The housing 22 is closed at the top by an end wall 34. A piston cylinder arrangement 36 is connected to this end wall 34, in such a way that the cylinder 38 is fastened to the end wall via a flange 40. The cylinder 38 is approximately pot-like, a connecting piece 44 being provided in the pot bottom 42, to which a connecting pipe 46 is connected, which is connected to the housing 22 via a flange connection 48. Inside the cylinder 38, a piston 50 is movable, which has a compensating bore 52 and is fixedly connected by means of a screw connection 54 to a piston rod 56, which extends through an opening 58 in the end wall 34 and is connected to the drive 20 of the rapid earther 10 .

There is a further connection piece 60 on the cylinder, which is closed with a bursting plate 62, which can be broken open by means of a tool 64 or impact tool 64, which is only shown schematically.

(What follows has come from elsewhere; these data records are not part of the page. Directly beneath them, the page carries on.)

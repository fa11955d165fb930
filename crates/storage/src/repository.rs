use async_trait::async_trait;
use chrono::{DateTime, Utc};
use quiz_core::Clock;
use quiz_core::model::{PlayerId, RemoteStats, RunId};
use std::collections::{HashMap, HashSet};
use std::sync::{Arc, Mutex};
use thiserror::Error;
use tracing::debug;

/// Errors surfaced by storage adapters.
#[derive(Debug, Error)]
#[non_exhaustive]
pub enum StorageError {
    #[error("not found")]
    NotFound,

    #[error("conflict")]
    Conflict,

    #[error("connection error: {0}")]
    Connection(String),

    #[error("serialization error: {0}")]
    Serialization(String),
}

// ─── LOCAL KEY/VALUE ────────────────────────────────────────────────────────

/// Client-local durable string storage.
#[async_trait]
pub trait KeyValueStore: Send + Sync {
    /// # Errors
    ///
    /// Returns `StorageError` if the backend cannot be read.
    async fn get(&self, key: &str) -> Result<Option<String>, StorageError>;

    /// # Errors
    ///
    /// Returns `StorageError` if the value cannot be stored.
    async fn set(&self, key: &str, value: &str) -> Result<(), StorageError>;

    /// Removing a missing key is not an error.
    ///
    /// # Errors
    ///
    /// Returns `StorageError` if the backend cannot be written.
    async fn remove(&self, key: &str) -> Result<(), StorageError>;
}

// ─── COMMIT MARKERS ─────────────────────────────────────────────────────────

/// Remembers which runs already reached the shared store.
#[async_trait]
pub trait CommitMarkerRepository: Send + Sync {
    /// # Errors
    ///
    /// Returns `StorageError` if the marker cannot be read.
    async fn is_committed(&self, run: RunId) -> Result<bool, StorageError>;

    /// Marking twice is a no-op.
    ///
    /// # Errors
    ///
    /// Returns `StorageError` if the marker cannot be written.
    async fn mark_committed(&self, run: RunId) -> Result<(), StorageError>;
}

// ─── REMOTE PLAYER DOCUMENTS ────────────────────────────────────────────────

/// A player's document in the shared store.
///
/// The timestamps are owned by the store: callers only ask for them to be
/// refreshed through [`PlayerWrite`].
#[derive(Debug, Clone, PartialEq)]
pub struct PlayerRecord {
    pub player_id: PlayerId,
    pub username: String,
    pub stats: RemoteStats,
    pub created_at: DateTime<Utc>,
    pub last_login_at: Option<DateTime<Utc>>,
    pub last_played_at: Option<DateTime<Utc>>,
}

/// A record together with the version it was read at.
#[derive(Debug, Clone, PartialEq)]
pub struct Versioned<T> {
    pub value: T,
    pub version: u64,
}

/// The caller-controlled part of a player document write.
#[derive(Debug, Clone, PartialEq)]
pub struct PlayerWrite {
    pub username: String,
    pub stats: RemoteStats,
    pub touch_login: bool,
    pub touch_played: bool,
}

#[async_trait]
pub trait RemoteStatsRepository: Send + Sync {
    /// # Errors
    ///
    /// Returns `StorageError` if the store cannot be read.
    async fn fetch_player(
        &self,
        player: &PlayerId,
    ) -> Result<Option<Versioned<PlayerRecord>>, StorageError>;

    /// Compare-and-swap write of a player document.
    ///
    /// `expected_version` is `None` to create the document and `Some(v)` to
    /// replace the document read at version `v`. Returns the new version.
    ///
    /// # Errors
    ///
    /// Returns `StorageError::Conflict` if the document changed (or appeared)
    /// since it was read, or other storage errors.
    async fn write_player(
        &self,
        player: &PlayerId,
        expected_version: Option<u64>,
        write: &PlayerWrite,
    ) -> Result<u64, StorageError>;

    /// Up to `limit` players with at least one game, highest `avg_percent`
    /// first, then most games, then username.
    ///
    /// # Errors
    ///
    /// Returns `StorageError` if the store cannot be read.
    async fn list_players(&self, limit: u32) -> Result<Vec<PlayerRecord>, StorageError>;
}

/// Read-modify-write of one player document with optimistic retries.
///
/// `update` receives the current document (or `None` when it does not exist
/// yet) and must be pure: it may run once per attempt. Returns the write that
/// was committed.
///
/// # Errors
///
/// Returns `StorageError::Conflict` once `attempts` conflicting writes have been
/// seen, or the first non-conflict storage error.
pub async fn transact_player<F>(
    repo: &dyn RemoteStatsRepository,
    player: &PlayerId,
    attempts: u32,
    mut update: F,
) -> Result<PlayerWrite, StorageError>
where
    F: FnMut(Option<&PlayerRecord>) -> PlayerWrite + Send,
{
    for attempt in 1..=attempts.max(1) {
        let current = repo.fetch_player(player).await?;
        let write = update(current.as_ref().map(|v| &v.value));
        let expected = current.as_ref().map(|v| v.version);

        match repo.write_player(player, expected, &write).await {
            Ok(version) => {
                debug!(player = %player, version, attempt, "player document committed");
                return Ok(write);
            }
            Err(StorageError::Conflict) => {
                debug!(player = %player, attempt, "player document changed underneath, retrying");
            }
            Err(err) => return Err(err),
        }
    }
    Err(StorageError::Conflict)
}

/// Applies a write on top of the previous document, stamping store-owned times.
pub(crate) fn stamp_record(
    player: &PlayerId,
    previous: Option<&PlayerRecord>,
    write: &PlayerWrite,
    now: DateTime<Utc>,
) -> PlayerRecord {
    PlayerRecord {
        player_id: player.clone(),
        username: write.username.clone(),
        stats: write.stats,
        created_at: previous.map_or(now, |p| p.created_at),
        last_login_at: if write.touch_login {
            Some(now)
        } else {
            previous.and_then(|p| p.last_login_at)
        },
        last_played_at: if write.touch_played {
            Some(now)
        } else {
            previous.and_then(|p| p.last_played_at)
        },
    }
}

// ─── IN-MEMORY ADAPTER ──────────────────────────────────────────────────────

/// Simple in-memory repository implementation for testing and prototyping.
#[derive(Clone, Default)]
pub struct InMemoryRepository {
    clock: Clock,
    values: Arc<Mutex<HashMap<String, String>>>,
    commits: Arc<Mutex<HashSet<RunId>>>,
    players: Arc<Mutex<HashMap<PlayerId, Versioned<PlayerRecord>>>>,
}

impl InMemoryRepository {
    #[must_use]
    pub fn new() -> Self {
        Self::default()
    }

    /// Uses `clock` for the store-owned player timestamps.
    #[must_use]
    pub fn with_clock(clock: Clock) -> Self {
        Self {
            clock,
            ..Self::default()
        }
    }
}

fn poisoned<E: std::fmt::Display>(e: E) -> StorageError {
    StorageError::Connection(e.to_string())
}

#[async_trait]
impl KeyValueStore for InMemoryRepository {
    async fn get(&self, key: &str) -> Result<Option<String>, StorageError> {
        let guard = self.values.lock().map_err(poisoned)?;
        Ok(guard.get(key).cloned())
    }

    async fn set(&self, key: &str, value: &str) -> Result<(), StorageError> {
        let mut guard = self.values.lock().map_err(poisoned)?;
        guard.insert(key.to_owned(), value.to_owned());
        Ok(())
    }

    async fn remove(&self, key: &str) -> Result<(), StorageError> {
        let mut guard = self.values.lock().map_err(poisoned)?;
        guard.remove(key);
        Ok(())
    }
}

#[async_trait]
impl CommitMarkerRepository for InMemoryRepository {
    async fn is_committed(&self, run: RunId) -> Result<bool, StorageError> {
        let guard = self.commits.lock().map_err(poisoned)?;
        Ok(guard.contains(&run))
    }

    async fn mark_committed(&self, run: RunId) -> Result<(), StorageError> {
        let mut guard = self.commits.lock().map_err(poisoned)?;
        guard.insert(run);
        Ok(())
    }
}

#[async_trait]
impl RemoteStatsRepository for InMemoryRepository {
    async fn fetch_player(
        &self,
        player: &PlayerId,
    ) -> Result<Option<Versioned<PlayerRecord>>, StorageError> {
        let guard = self.players.lock().map_err(poisoned)?;
        Ok(guard.get(player).cloned())
    }

    async fn write_player(
        &self,
        player: &PlayerId,
        expected_version: Option<u64>,
        write: &PlayerWrite,
    ) -> Result<u64, StorageError> {
        let mut guard = self.players.lock().map_err(poisoned)?;
        let current = guard.get(player);
        if current.map(|v| v.version) != expected_version {
            return Err(StorageError::Conflict);
        }

        let record = stamp_record(player, current.map(|v| &v.value), write, self.clock.now());
        let version = expected_version.map_or(1, |v| v + 1);
        guard.insert(
            player.clone(),
            Versioned {
                value: record,
                version,
            },
        );
        Ok(version)
    }

    async fn list_players(&self, limit: u32) -> Result<Vec<PlayerRecord>, StorageError> {
        let guard = self.players.lock().map_err(poisoned)?;
        let mut players: Vec<PlayerRecord> = guard
            .values()
            .filter(|v| v.value.stats.games_played > 0)
            .map(|v| v.value.clone())
            .collect();
        players.sort_by(|a, b| {
            b.stats
                .avg_percent
                .total_cmp(&a.stats.avg_percent)
                .then(b.stats.games_played.cmp(&a.stats.games_played))
                .then_with(|| a.username.cmp(&b.username))
        });
        players.truncate(usize::try_from(limit).unwrap_or(usize::MAX));
        Ok(players)
    }
}

/// Aggregates the repositories behind trait objects for easy backend swapping.
#[derive(Clone)]
pub struct Storage {
    pub values: Arc<dyn KeyValueStore>,
    pub commits: Arc<dyn CommitMarkerRepository>,
    pub players: Arc<dyn RemoteStatsRepository>,
}

impl Storage {
    #[must_use]
    pub fn in_memory() -> Self {
        Self::in_memory_with_clock(Clock::default())
    }

    #[must_use]
    pub fn in_memory_with_clock(clock: Clock) -> Self {
        Self::from_repository(InMemoryRepository::with_clock(clock))
    }

    pub(crate) fn from_repository<R>(repo: R) -> Self
    where
        R: KeyValueStore + CommitMarkerRepository + RemoteStatsRepository + Clone + 'static,
    {
        let values: Arc<dyn KeyValueStore> = Arc::new(repo.clone());
        let commits: Arc<dyn CommitMarkerRepository> = Arc::new(repo.clone());
        let players: Arc<dyn RemoteStatsRepository> = Arc::new(repo);
        Self {
            values,
            commits,
            players,
        }
    }
}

In the normal state, that is to say in the switch-off state shown in FIG. I, the piston 50 is in its uppermost position, the same in the space 66 above the piston and the space 68 below the piston due to the compensating bore 52 and the connection via the connecting tube 46 Pressures prevail. If rapid grounding is to take place due to a fault, then the bursting plate 62 is broken open by means of the striking tool 64, so that the space 68 below the piston 50 is suddenly vented. As a result, the pressure in the space above the piston 66, which has the pressure inside the metal encapsulation 30, predominates and presses the piston in the direction of the arrow F, so that the rapid earth electrode is brought into the switched-on position via the drive 20, on which the piston rod 56 acts. The connecting pipe 46 has a U-shaped curved area 70, at the free end of which a flange 72 is attached, which can be connected to the socket 44. Furthermore, the connecting pipe has a rectilinear region 73 which is bent at right angles to the end opposite the region 70 and ends in a pipe flange 74 which is connected to the connecting flange 48.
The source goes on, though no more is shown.